Discussões nas plataformas de fóruns revelam uma variedade de opiniões:
Cultura e Estigma: "A sociedade não vê o poker da mesma forma que nós. Um trabalho no McDonald's é mais valorizado na mente dos empregadores", disse um comentarista. Esse sentimento reflete um estigma que muitos jogadores enfrentam.
Vantagens em setores específicos: Entretanto, outros opinam que a inclusão poderia ser benéfica, especialmente ao se candidatar a empregos na indústria de jogos. "Se você está se candidatando a uma vaga relacionada a jogos, isso pode ajudar", comentou um participante do debate.
Expressar Habilidades: A necessidade de destacar o poker como uma atividade estratégica e de raciocínio foi mencionada. "É importante enfatizar que você é um PRO, isso pode fazer a diferença", destacou outro comentarista.
Embora alguns sugiram que mencionar a experiência no currículo pode ser uma boa jogada, muitos alertam para o preconceito generalizado. A percepção negativa frequentemente associada ao poker pode afetar as oportunidades de trabalho.

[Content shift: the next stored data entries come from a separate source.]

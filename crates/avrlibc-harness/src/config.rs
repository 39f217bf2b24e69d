//! Run configuration: target profile and log destination.

use std::path::PathBuf;

use clap::ValueEnum;
use serde::{Deserialize, Serialize};

/// Environment variable selecting the target profile.
pub const TARGET_ENV: &str = "AVRLIBC_TARGET";
/// Environment variable naming the JSONL log file.
pub const LOG_ENV: &str = "AVRLIBC_HARNESS_LOG";

/// Where the suites are considered to run.
///
/// On `avr` there is no console and the exit status is passed through
/// unmodified, so diagnostics are suppressed and host-only exit folding
/// is skipped.
#[derive(Debug, Clone, Copy, Default, PartialEq, Eq, ValueEnum, Serialize, Deserialize)]
#[serde(rename_all = "lowercase")]
pub enum Target {
    #[default]
    Host,
    Avr,
}

impl Target {
    #[must_use]
    pub fn as_str(self) -> &'static str {
        match self {
            Target::Host => "host",
            Target::Avr => "avr",
        }
    }

    /// Whether human-readable diagnostics go to stderr.
    #[must_use]
    pub fn diagnostics(self) -> bool {
        self == Target::Host
    }
}

#[derive(Debug, Clone, Default, PartialEq, Eq)]
pub struct HarnessConfig {
    pub target: Target,
    pub log_path: Option<PathBuf>,
}

impl HarnessConfig {
    #[must_use]
    pub fn new(target: Target) -> Self {
        Self {
            target,
            log_path: None,
        }
    }

    #[must_use]
    pub fn with_log(mut self, path: impl Into<PathBuf>) -> Self {
        self.log_path = Some(path.into());
        self
    }
}

#[cfg(test)]
mod tests {
    use super::*;

    #[test]
    fn host_is_default_and_prints_diagnostics() {
        let cfg = HarnessConfig::default();
        assert_eq!(cfg.target, Target::Host);
        assert!(cfg.target.diagnostics());
        assert!(!Target::Avr.diagnostics());
    }

    #[test]
    fn target_parses_from_cli_value() {
        assert_eq!(Target::from_str("avr", true), Ok(Target::Avr));
        assert_eq!(Target::from_str("HOST", true), Ok(Target::Host));
        assert!(Target::from_str("arm", true).is_err());
    }

    #[test]
    fn target_serializes_lowercase() {
        assert_eq!(serde_json::to_string(&Target::Avr).unwrap(), "\"avr\"");
        let cfg = HarnessConfig::new(Target::Avr).with_log("run.jsonl");
        assert_eq!(cfg.log_path.as_deref(), Some(std::path::Path::new("run.jsonl")));
    }
}
//! `sin()` on 500 random arguments with `|x| < 10`, within 2 ULP.

use avrlibc_fixture_exec::format_bits;
use serde_json::json;

use crate::check::{CheckResult, ToleranceChecker};
use crate::exit_code::ExitPolicy;
use crate::fixtures::{FixtureCase, FixtureSet};
use crate::routines::Routines;
use crate::suites::Suite;
use crate::table::{TestCase, case};

pub(crate) const SUITE: Suite = Suite {
    name: "math-sin-500",
    symbol: "sin",
    description: "sin() on 500 random arguments, 2 ulp tolerance",
    policy: ExitPolicy::Index,
    run,
    export: Some(export),
};

pub const MAX_ULP: u32 = 2;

"É mais fácil dizer que você foi desempregado por cinco anos do que compartilhar que é jogador profissional de poker," destacou um comentarista, evidenciando o forte preconceito.
Pontos-chave a Considerar:
🔹 A percepção negativa em torno do poker continua forte no mercado de trabalho.

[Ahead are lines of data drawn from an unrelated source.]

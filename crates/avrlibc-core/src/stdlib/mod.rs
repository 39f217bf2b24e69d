//! General utilities: `<stdlib.h>` and `<assert.h>`.

pub mod assert;
pub mod conversion;
pub mod itoa;
pub mod malloc;

pub use assert::AssertionFailure;
pub use conversion::{atoi, atol, strtol, strtoul};
pub use itoa::{itoa, ltoa, ultoa, utoa};
pub use malloc::{Heap, HeapError, HeapLimit};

🔸 Candidaturas a empregos na área de jogos podem ter vantagem com essa experiência no currículo.
⚠️ A forma como a experiência é apresentada é crucial; descrever apenas como um hobby pode não fazer jus a habilidade.
Assim, a escolha de incluir o poker no currículo depende de uma variedade de fatores, como o setor pretendido e a estratégia de apresentação. A questão ainda se mantém aberta em um cenário onde a aceitação profissional com relação ao poker e jogos de azar está longe de ser unânime.

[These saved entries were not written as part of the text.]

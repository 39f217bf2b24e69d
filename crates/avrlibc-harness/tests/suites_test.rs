// Integration tests for the built-in suites: every suite passes against the
// reference routines, and a single mutated routine fails exactly the suites
// that exercise it, at the first affected row.

use avrlibc_harness::exit_code::ExitPolicy;
use avrlibc_harness::suites::{self, math_sin};
use avrlibc_harness::{FailureKind, HarnessConfig, Reference, Routines, SuiteRunner, Target};

struct SinOffBy(u32);

impl Routines for SinOffBy {
    fn sin(&self, x: f32) -> f32 {
        f32::from_bits(avrlibc_core::math::sin(x).to_bits() + self.0)
    }
}

struct ItoaUppercase;

impl Routines for ItoaUppercase {
    fn itoa(&self, value: i16, radix: i32) -> String {
        avrlibc_core::stdlib::itoa(value, radix).to_uppercase()
    }
}

#[test]
fn run_all_passes_with_reference() {
    let mut runner = SuiteRunner::new(&Reference, HarnessConfig::default());
    let outcomes = runner.run_all(suites::all()).unwrap();
    assert_eq!(outcomes.len(), suites::all().len());
    for outcome in &outcomes {
        assert!(outcome.passed(), "{} failed: {:?}", outcome.suite, outcome.result);
        assert_eq!(outcome.process_status(), 0);
    }
}

#[test]
fn sin_within_tolerance_still_passes() {
    let outcome = SuiteRunner::new(&SinOffBy(math_sin::MAX_ULP), HarnessConfig::default())
        .run(suites::find("math-sin-500").unwrap())
        .unwrap();
    assert!(outcome.passed());
}

#[test]
fn sin_past_tolerance_fails_first_row() {
    let mut runner = SuiteRunner::new(&SinOffBy(math_sin::MAX_ULP + 1), HarnessConfig::default());
    let outcome = runner.run(suites::find("math-sin-500").unwrap()).unwrap();
    let failure = outcome.result.clone().unwrap_err();
    assert_eq!(failure.kind, FailureKind::Tolerance);
    assert_eq!(outcome.exit_code, 1);
}

#[test]
fn mutation_only_breaks_suites_that_use_it() {
    let mut runner = SuiteRunner::new(&ItoaUppercase, HarnessConfig::default());
    let outcomes = runner.run_all(suites::all()).unwrap();
    let last = outcomes.last().unwrap();
    assert_eq!(last.suite, "stdlib-itoa");
    // "z" in radix 36 is the first row with a letter
    assert_eq!(last.exit_code, 3);
    assert!(outcomes[..outcomes.len() - 1].iter().all(|o| o.passed()));
}

#[test]
fn avr_target_passes_codes_through() {
    let suite = suites::find("stdlib-itoa").unwrap();
    assert_eq!(suite.policy, ExitPolicy::FoldHundreds);
    assert_eq!(suite.policy.for_target(Target::Avr), ExitPolicy::Raw);
    assert_eq!(suite.policy.for_target(Target::Host).fold(2012), 112);
}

Com a contínua evolução do mercado de trabalho e a crescente aceitação de habilidades não convencionais, há uma probabilidade significativa de que a inclusão de experiências como o poker no currículo ganhe mais respaldo pelos empregadores. Especialistas estimam que até 2028, cerca de 30% das empresas serão mais abertas a considerar atividades não tradicionais, especialmente em setores onde a estratégia e a análise desempenham papéis cruciais. Essa mudança pode ser impulsionada pelo aumento da popularidade dos jogos online e pela Integração do poker em programas de desenvolvimento de habilidades. Porém, é fundamental que os candidatos articulem essa experiência de forma clara e profissional, ressaltando suas competências e evitando estigmas negativos.
Um paralelo interessante pode ser traçado com a aceitação crescente das práticas de consumo consciente. Nos anos 2000, as pessoas eram frequentemente desencorajadas a promover hábitos ecológicos que hoje são amplamente valorizados no mercado. Assim como a experiência em poker, inicialmente vista com desconfiança, o ativismo ambiental enfrentou barreiras e preconceitos. Com o tempo, movimentos em prol da sustentabilidade mostraram que essas escolhas podem não apenas definir uma identidade, mas também agregar valor ao pessoal e profissional. Isso deixa claro como uma mudança de percepção em relação ao poker pode igualmente transformar a narrativa em torno de habilidades antes relegadas ao tabu.